You have understood the phrase perfectly: it is another way of saying "If you had asked..."
(My personal opinion is that it is a pointlessly pompous way of saying it; but I didn't get a vote.)
The base idiom is BE to VERB, where BE is the appropriate form of the verb be and VERB is the infinitive form of any verb. It means, approximately, "suppose", in both the senses in which that quirky word is used.
Thus, in the indicative (real) mode it means be supposed or expected to do whatever VERB names. For instance, I am to go to London tomorrow means "I am supposed to go" or "I am expected to go to London tomorrow".
In the irrealis mode, expressed with the past form, it takes the other meaning of suppose, "assume as a hypothesis". If I were to go to London (or, alternatively, Were I to go to London) means "Let us suppose that I go to London" or "If we assume that I go to London".
In your example, the author asks you to "suppose" not something which happened in the present, which would be expressed as "If you were to ask world leaders today", but something which happened in the past, a few hundred years ago. You have to 'backshift' the expression from present to past.

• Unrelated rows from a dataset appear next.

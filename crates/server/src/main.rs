// crates/server/src/main.rs
//! Fetchtube server binary.
//!
//! Parses configuration, installs logging and metrics, makes sure the media
//! directory exists, starts the retention sweep for finished jobs and serves
//! the HTTP API until interrupted.

use std::sync::Arc;
use std::time::Duration;

use anyhow::{Context, Result};
use clap::Parser;
use tracing_subscriber::EnvFilter;

use fetchtube_core::MediaLayout;
use fetchtube_server::{create_app_with_static, init_metrics, AppState, Config, YtDlpBackend};
use fetchtube_server_jobs::JobStore;

/// How often finished jobs are checked against the retention window.
const RETENTION_SWEEP_INTERVAL: Duration = Duration::from_secs(60);

const DEFAULT_LOG_FILTER: &str = "warn,fetchtube_server=info,fetchtube_server_jobs=info";

fn init_tracing(json: bool) {
    let filter =
        EnvFilter::try_from_default_env().unwrap_or_else(|_| EnvFilter::new(DEFAULT_LOG_FILTER));
    let builder = tracing_subscriber::fmt().with_env_filter(filter).with_target(false);
    if json {
        builder.json().init();
    } else {
        builder.init();
    }
}

/// Drop finished jobs once they have been terminal for `retention`.
fn spawn_retention_sweep(store: Arc<JobStore>, retention: Duration) {
    tokio::spawn(async move {
        let mut interval = tokio::time::interval(RETENTION_SWEEP_INTERVAL);
        interval.set_missed_tick_behavior(tokio::time::MissedTickBehavior::Delay);
        loop {
            interval.tick().await;
            let evicted = store.evict_finished(retention);
            if evicted > 0 {
                metrics::counter!("progress_jobs_evicted_total").increment(evicted as u64);
                tracing::debug!(evicted, remaining = store.len(), "Evicted finished jobs");
            }
        }
    });
}

async fn shutdown_signal() {
    if let Err(e) = tokio::signal::ctrl_c().await {
        tracing::error!(error = %e, "Failed to listen for shutdown signal");
        std::future::pending::<()>().await;
    }
    tracing::info!("Shutting down");
}

#[tokio::main]
async fn main() -> Result<()> {
    let config = Config::parse();
    init_tracing(config.log_json);
    init_metrics();

    tokio::fs::create_dir_all(&config.media_dir)
        .await
        .with_context(|| format!("creating media directory {}", config.media_dir.display()))?;

    let layout = MediaLayout::new(&config.media_dir);
    let backend = Arc::new(YtDlpBackend::new(
        &config.yt_dlp,
        &config.ffmpeg,
        layout.clone(),
    ));
    let delivery = config.delivery();
    let state = AppState::new(layout, backend, delivery);
    spawn_retention_sweep(state.store.clone(), config.retention());

    let app = create_app_with_static(state, config.static_dir.as_deref());

    let addr = config.bind_addr();
    let listener = tokio::net::TcpListener::bind(addr)
        .await
        .with_context(|| format!("binding {addr}"))?;
    tracing::info!(
        %addr,
        media_dir = %config.media_dir.display(),
        sink_capacity = delivery.sink_capacity,
        send_timeout_ms = delivery.send_timeout.map(|t| t.as_millis() as u64),
        "Fetchtube listening"
    );
    if let Some(dir) = &config.static_dir {
        tracing::info!(static_dir = %dir.display(), "Serving frontend");
    }

    axum::serve(listener, app)
        .with_graceful_shutdown(shutdown_signal())
        .await
        .context("server error")?;
    Ok(())
}
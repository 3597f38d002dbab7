//! Static serving of downloaded files and previews under `/media`.

use std::path::Path;
use std::sync::Arc;

use axum::extract::Request;
use axum::http::{header, HeaderValue};
use axum::middleware::{self, Next};
use axum::response::Response;
use axum::Router;
use tower_http::services::ServeDir;
use tower_http::set_header::SetResponseHeaderLayer;

use fetchtube_core::{content_type_for, MEDIA_URL_PREFIX};

use crate::state::AppState;

/// Content type by file extension; unknown extensions keep the guessed one.
async fn media_content_type(request: Request, next: Next) -> Response {
    let content_type = content_type_for(Path::new(request.uri().path()));
    let mut response = next.run(request).await;
    if let Some(content_type) = content_type {
        if response.status().is_success() {
            response
                .headers_mut()
                .insert(header::CONTENT_TYPE, HeaderValue::from_static(content_type));
        }
    }
    response
}

pub fn router(root: &Path) -> Router<Arc<AppState>> {
    Router::new()
        .nest_service(MEDIA_URL_PREFIX, ServeDir::new(root))
        .layer(middleware::from_fn(media_content_type))
        // Play in the browser rather than prompting a save.
        .layer(SetResponseHeaderLayer::overriding(
            header::CONTENT_DISPOSITION,
            HeaderValue::from_static("inline"),
        ))
}
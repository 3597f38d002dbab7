// crates/core/src/progress_line.rs
//! Percentage scraping from the fetch tool's human-readable output.

use std::sync::OnceLock;

use regex_lite::Regex;

fn percent_regex() -> &'static Regex {
    static RE: OnceLock<Regex> = OnceLock::new();
    RE.get_or_init(|| Regex::new(r"(\d+\.\d+)%").expect("valid percent regex"))
}

/// Parse the first `NN.N%` figure in a line of tool output.
///
/// Lines such as `[download]  42.3% of 10.00MiB at 1.00MiB/s ETA 00:05` yield
/// `Some(42.3)`. Lines without a decimal percentage yield `None`.
pub fn parse_progress_line(line: &str) -> Option<f64> {
    let caps = percent_regex().captures(line)?;
    caps.get(1)?.as_str().parse::<f64>().ok()
}

/// Clamp a reported percentage into `0..=100` and keep it from moving
/// backwards relative to `previous`.
pub fn monotonic_progress(previous: f64, reported: f64) -> f64 {
    let clamped = if reported.is_finite() {
        reported.clamp(0.0, 100.0)
    } else {
        previous
    };
    clamped.max(previous)
}
//! # bulb_link
//!
//! Bulb state model and lighting backends for a collection of LIFX bulbs.
//!
//! The state model is normalized: hue in degrees [0, 360), saturation and
//! brightness on the unit interval, kelvin passed through untouched.  The
//! wire protocol's raw 16-bit domain only appears at the backend boundary.
//!
//! ## Feature flags
//!
//! * (default) — **Simulated backend**: pushes are recorded and logged,
//!   no network traffic.  Used for tests and hardware-free runs.
//! * `lifx` — **Real bulbs**: discovery and state pushes over the LIFX
//!   LAN protocol via `lifx-core` framing.
//!
//! All pushes are fire-and-forget: failures are logged and dropped, never
//! retried and never surfaced to the caller.  Only discovery at startup
//! reports errors.

pub mod backend;
pub mod collection;
pub mod state;

#[cfg(feature = "lifx")]
pub mod lifx;

pub use backend::{LightBackend, LightError, Push, SimLight};
pub use collection::BulbCollection;
pub use state::{BulbState, RawBulbState};
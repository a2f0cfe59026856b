//! Normalized bulb state and its two bounded step operations.

/// Top of the wire protocol's unsigned 16-bit domain for hue, saturation,
/// brightness and power.
pub const MAX_RAW_VALUE: f32 = 65535.0;
/// Hue domain in degrees.  360 itself is excluded; it wraps to 0.
pub const MAX_HUE_DEGREES: f32 = 360.0;

const BRIGHTNESS_STEP: f32 = 0.01;
const HUE_STEP: f32 = 5.0;

// ════════════════════════════════════════════════════════════════════════════
// RawBulbState — what a bulb reports on the wire
// ════════════════════════════════════════════════════════════════════════════

/// A bulb's state in the protocol's native units.
///
/// Power is a 16-bit level of which only the extremes are meaningful here:
/// a bulb is "on" iff it reports the maximum level.
#[derive(Clone, Copy, Debug, Default, PartialEq, Eq)]
pub struct RawBulbState {
    pub hue:        u16,
    pub saturation: u16,
    pub brightness: u16,
    pub kelvin:     u16,
    pub power:      u16,
}

// ════════════════════════════════════════════════════════════════════════════
// BulbState — normalized state with clamped / wrapped mutation
// ════════════════════════════════════════════════════════════════════════════

/// One lighting configuration in normalized units.
#[derive(Clone, Copy, Debug, PartialEq)]
pub struct BulbState {
    pub is_on:      bool,
    /// Degrees, [0, 360).  0 = red.
    pub hue:        f32,
    /// Unit interval.
    pub saturation: f32,
    /// Unit interval.
    pub brightness: f32,
    /// Color temperature, 2000 warmest to 8000 coolest.  Never derived.
    pub kelvin:     u16,
}

impl BulbState {
    /// Build from a live bulb's reported state.
    pub fn from_raw(raw: &RawBulbState) -> Self {
        BulbState {
            hue:        f32::from(raw.hue) / MAX_RAW_VALUE * MAX_HUE_DEGREES,
            saturation: f32::from(raw.saturation) / MAX_RAW_VALUE,
            brightness: f32::from(raw.brightness) / MAX_RAW_VALUE,
            kelvin:     raw.kelvin,
            is_on:      raw.power == u16::MAX,
        }
    }

    /// Step brightness by 0.01, clamped to [0, 1].  At a bound the step in
    /// that direction is a silent no-op.
    pub fn step_brightness(&mut self, up: bool) {
        if up && self.brightness < 1.0 {
            self.brightness = (self.brightness + BRIGHTNESS_STEP).min(1.0);
        } else if !up && self.brightness > 0.0 {
            self.brightness = (self.brightness - BRIGHTNESS_STEP).max(0.0);
        }
    }

    /// Step hue by 5°, wrapping modulo 360.  The fixed step size means a
    /// single correction is always enough.
    pub fn step_hue(&mut self, up: bool) {
        if up {
            self.hue += HUE_STEP;
            if self.hue >= MAX_HUE_DEGREES {
                self.hue -= MAX_HUE_DEGREES;
            }
        } else {
            self.hue -= HUE_STEP;
            if self.hue < 0.0 {
                self.hue += MAX_HUE_DEGREES;
            }
        }
    }
}

// ── raw-domain conversions (backend boundary) ───────────────────────────────

/// Unit interval → raw 16-bit, saturating at both ends.
pub fn unit_to_raw(v: f32) -> u16 {
    (v * MAX_RAW_VALUE) as u16
}

/// Degrees → raw 16-bit hue, saturating at both ends.
pub fn degrees_to_raw(deg: f32) -> u16 {
    (deg / MAX_HUE_DEGREES * MAX_RAW_VALUE) as u16
}

// ════════════════════════════════════════════════════════════════════════════
// Tests
// ════════════════════════════════════════════════════════════════════════════
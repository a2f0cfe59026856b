//! Lighting backend abstraction — real bulbs or a recording fake.
//!
//! `BulbCollection` talks to bulbs only through [`LightBackend`], so the
//! whole pipeline runs (and is tested) against [`SimLight`] without any
//! hardware, mirroring how the LIFX backend is swapped in behind the
//! `lifx` feature.

use thiserror::Error;
use tracing::debug;

use crate::state::RawBulbState;

// ════════════════════════════════════════════════════════════════════════════
// LightError
// ════════════════════════════════════════════════════════════════════════════

#[derive(Debug, Error)]
pub enum LightError {
    /// Discovery finished without a single bulb answering.
    #[error("no bulbs discovered on the network")]
    NoBulbs,

    #[error("i/o error: {0}")]
    Io(#[from] std::io::Error),

    #[error("protocol error: {0}")]
    Protocol(String),
}

// ════════════════════════════════════════════════════════════════════════════
// LightBackend trait
// ════════════════════════════════════════════════════════════════════════════

/// A set of bulbs reachable through one transport.
///
/// `Handle` is opaque to callers; the collection only stores the handles
/// discovery returned and hands them back on every push.
pub trait LightBackend {
    type Handle;

    /// Find bulbs.  May legitimately return an empty set.
    fn discover(&mut self) -> Result<Vec<Self::Handle>, LightError>;

    /// Read back the raw state of each bulb, in handle order.
    fn get_state(&mut self, bulbs: &[Self::Handle]) -> Result<Vec<RawBulbState>, LightError>;

    /// Push only the power flag.
    fn set_power(&mut self, bulbs: &[Self::Handle], on: bool) -> Result<(), LightError>;

    /// Push a full color state with a transition time.
    fn set_state(
        &mut self,
        bulbs: &[Self::Handle],
        hue: f32,
        saturation: f32,
        brightness: f32,
        kelvin: u16,
        transition_ms: u32,
    ) -> Result<(), LightError>;
}

// ════════════════════════════════════════════════════════════════════════════
// SimLight — in-memory backend (default mode and unit tests)
// ════════════════════════════════════════════════════════════════════════════

/// One push as seen by the simulated backend.
#[derive(Clone, Copy, Debug, PartialEq)]
pub enum Push {
    Power(bool),
    State {
        hue:           f32,
        saturation:    f32,
        brightness:    f32,
        kelvin:        u16,
        transition_ms: u32,
    },
}

/// Simulated bulbs: discovery yields one handle per configured bulb and
/// every push is appended to [`SimLight::pushes`].
pub struct SimLight {
    bulbs:      Vec<RawBulbState>,
    pub pushes: Vec<Push>,
}

impl SimLight {
    pub fn new(bulbs: Vec<RawBulbState>) -> Self {
        SimLight { bulbs, pushes: Vec::new() }
    }

    /// A backend with no bulbs at all, for exercising discovery failure.
    pub fn empty() -> Self {
        SimLight::new(Vec::new())
    }
}

impl Default for SimLight {
    /// One warm white bulb, powered on at full brightness.
    fn default() -> Self {
        SimLight::new(vec![RawBulbState {
            hue:        0,
            saturation: 65535,
            brightness: 65535,
            kelvin:     2700,
            power:      65535,
        }])
    }
}

impl LightBackend for SimLight {
    type Handle = usize;

    fn discover(&mut self) -> Result<Vec<usize>, LightError> {
        Ok((0..self.bulbs.len()).collect())
    }

    fn get_state(&mut self, bulbs: &[usize]) -> Result<Vec<RawBulbState>, LightError> {
        Ok(bulbs.iter().filter_map(|&i| self.bulbs.get(i).copied()).collect())
    }

    fn set_power(&mut self, bulbs: &[usize], on: bool) -> Result<(), LightError> {
        debug!(count = bulbs.len(), on, "sim power push");
        self.pushes.push(Push::Power(on));
        Ok(())
    }

    fn set_state(
        &mut self,
        bulbs: &[usize],
        hue: f32,
        saturation: f32,
        brightness: f32,
        kelvin: u16,
        transition_ms: u32,
    ) -> Result<(), LightError> {
        debug!(count = bulbs.len(), hue, saturation, brightness, kelvin, "sim state push");
        self.pushes.push(Push::State { hue, saturation, brightness, kelvin, transition_ms });
        Ok(())
    }
}

#[cfg(test)]
mod tests {
    use super::*;

    #[test]
    fn sim_discovers_configured_bulbs() {
        let mut sim = SimLight::default();
        let handles = sim.discover().unwrap();
        assert_eq!(handles, vec![0]);
        let states = sim.get_state(&handles).unwrap();
        assert_eq!(states.len(), 1);
        assert_eq!(states[0].kelvin, 2700);
    }

    #[test]
    fn sim_empty_discovers_nothing() {
        let mut sim = SimLight::empty();
        assert!(sim.discover().unwrap().is_empty());
    }

    #[test]
    fn sim_records_pushes_in_order() {
        let mut sim = SimLight::default();
        let handles = sim.discover().unwrap();
        sim.set_power(&handles, true).unwrap();
        sim.set_state(&handles, 120.0, 1.0, 0.5, 2700, 0).unwrap();
        assert_eq!(sim.pushes.len(), 2);
        assert_eq!(sim.pushes[0], Push::Power(true));
        assert!(matches!(sim.pushes[1], Push::State { hue, .. } if hue == 120.0));
    }
}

But you can't do that in the ordinary way, by using the ordinary past form of BE, were—because you've already used up that form in the present. The workaround in English for expressing a past irrealis is to employ the appropriate form of HAVE + the past participle of VERB: "If you were to have asked world leaders a few hundred years ago".
Notice that the same workaround is employed in the ordinary, non-pompous way of expressing the same thought: "If you asked world leaders today" is backshifted as "If you had asked world leaders a few hundred years ago".
This looks like a perfect construction, but it's not; it's the past irrealis construction.